In 1972, Serre showed that the adelic Galois representation associated to a non-CM elliptic curve over a number field has open image in $\mathrm {GL}_2(\widehat {\mathbb {Z}})$. In (2010), Greicius developed necessary and sufficient criteria for determining when this representation is actually surjective and exhibits such an example. However, verifying these criteria turns out to be difficult in practice; Greicius describes tests for them that apply only to semistable elliptic curves over a specific class of cubic number fields. In this paper, we extend Greicius’s methods in several directions. First, we consider the analogous problem for elliptic curves with full 2-torsion.

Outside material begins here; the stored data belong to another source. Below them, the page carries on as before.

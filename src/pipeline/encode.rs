//! Image container encoding: RGBA canvas → PNG / JPEG / BMP / GIF bytes.
//!
//! Encoding always happens in memory so a failing encoder never leaves a
//! half-written destination behind.

use crate::config::ConversionConfig;
use crate::error::Text2ImgError;
use image::codecs::jpeg::JpegEncoder;
use image::{DynamicImage, ImageFormat, RgbImage, RgbaImage};
use serde::Serialize;
use std::fmt;
use std::io::Cursor;
use std::path::Path;
use tracing::debug;

/// Image formats the tool can write.
#[derive(Debug, Clone, Copy, PartialEq, Eq, Hash, Serialize)]
#[serde(rename_all = "lowercase")]
pub enum OutputFormat {
    Png,
    Jpeg,
    Bmp,
    Gif,
}

impl OutputFormat {
    /// Format for a file extension (case-insensitive, without the dot).
    pub fn from_extension(ext: &str) -> Option<Self> {
        match ext.to_ascii_lowercase().as_str() {
            "png" => Some(Self::Png),
            "jpg" | "jpeg" => Some(Self::Jpeg),
            "bmp" => Some(Self::Bmp),
            "gif" => Some(Self::Gif),
            _ => None,
        }
    }

    /// Format implied by a destination path's extension.
    pub fn from_path(path: &Path) -> Option<Self> {
        path.extension()
            .and_then(|e| e.to_str())
            .and_then(Self::from_extension)
    }

    pub fn image_format(self) -> ImageFormat {
        match self {
            Self::Png => ImageFormat::Png,
            Self::Jpeg => ImageFormat::Jpeg,
            Self::Bmp => ImageFormat::Bmp,
            Self::Gif => ImageFormat::Gif,
        }
    }

    pub fn extension(self) -> &'static str {
        match self {
            Self::Png => "png",
            Self::Jpeg => "jpg",
            Self::Bmp => "bmp",
            Self::Gif => "gif",
        }
    }
}

impl fmt::Display for OutputFormat {
    fn fmt(&self, f: &mut fmt::Formatter<'_>) -> fmt::Result {
        f.write_str(match self {
            Self::Png => "PNG",
            Self::Jpeg => "JPEG",
            Self::Bmp => "BMP",
            Self::Gif => "GIF",
        })
    }
}

/// Composite `img` onto opaque white; JPEG cannot store alpha.
pub fn flatten_onto_white(img: &RgbaImage) -> RgbImage {
    RgbImage::from_fn(img.width(), img.height(), |x, y| {
        let p = img.get_pixel(x, y);
        let a = u32::from(p[3]);
        let mix = |c: u8| ((u32::from(c) * a + 255 * (255 - a)) / 255) as u8;
        image::Rgb([mix(p[0]), mix(p[1]), mix(p[2])])
    })
}

/// Encode `img` as `format`. Only `config.jpeg_quality` is consulted.
pub fn encode_image(
    img: &RgbaImage,
    format: OutputFormat,
    config: &ConversionConfig,
) -> Result<Vec<u8>, Text2ImgError> {
    let fail = |e: image::ImageError| Text2ImgError::EncodeFailed {
        format: format.to_string(),
        detail: e.to_string(),
    };

    let mut buf = Vec::new();
    match format {
        OutputFormat::Jpeg => {
            let flat = flatten_onto_white(img);
            JpegEncoder::new_with_quality(&mut buf, config.jpeg_quality)
                .encode_image(&flat)
                .map_err(fail)?;
        }
        _ => {
            DynamicImage::ImageRgba8(img.clone())
                .write_to(&mut Cursor::new(&mut buf), format.image_format())
                .map_err(fail)?;
        }
    }
    debug!("Encoded {} → {} bytes", format, buf.len());
    Ok(buf)
}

Following Greicius, we obtain necessary and sufficient conditions for the associated adelic representation to be maximal and also develop a battery of computationally effective tests that can be used to verify these conditions. We are able to use our tests to construct an infinite family of curves over $\mathbb {Q}(\alpha )$ with maximal image, where $\alpha$ is the real root of $x^3 + x + 1$. Next, we extend Greicius’s tests to more general settings, such as non-semistable elliptic curves over arbitrary cubic number fields. Finally, we give a general discussion concerning such problems for arbitrary torsion subgroups.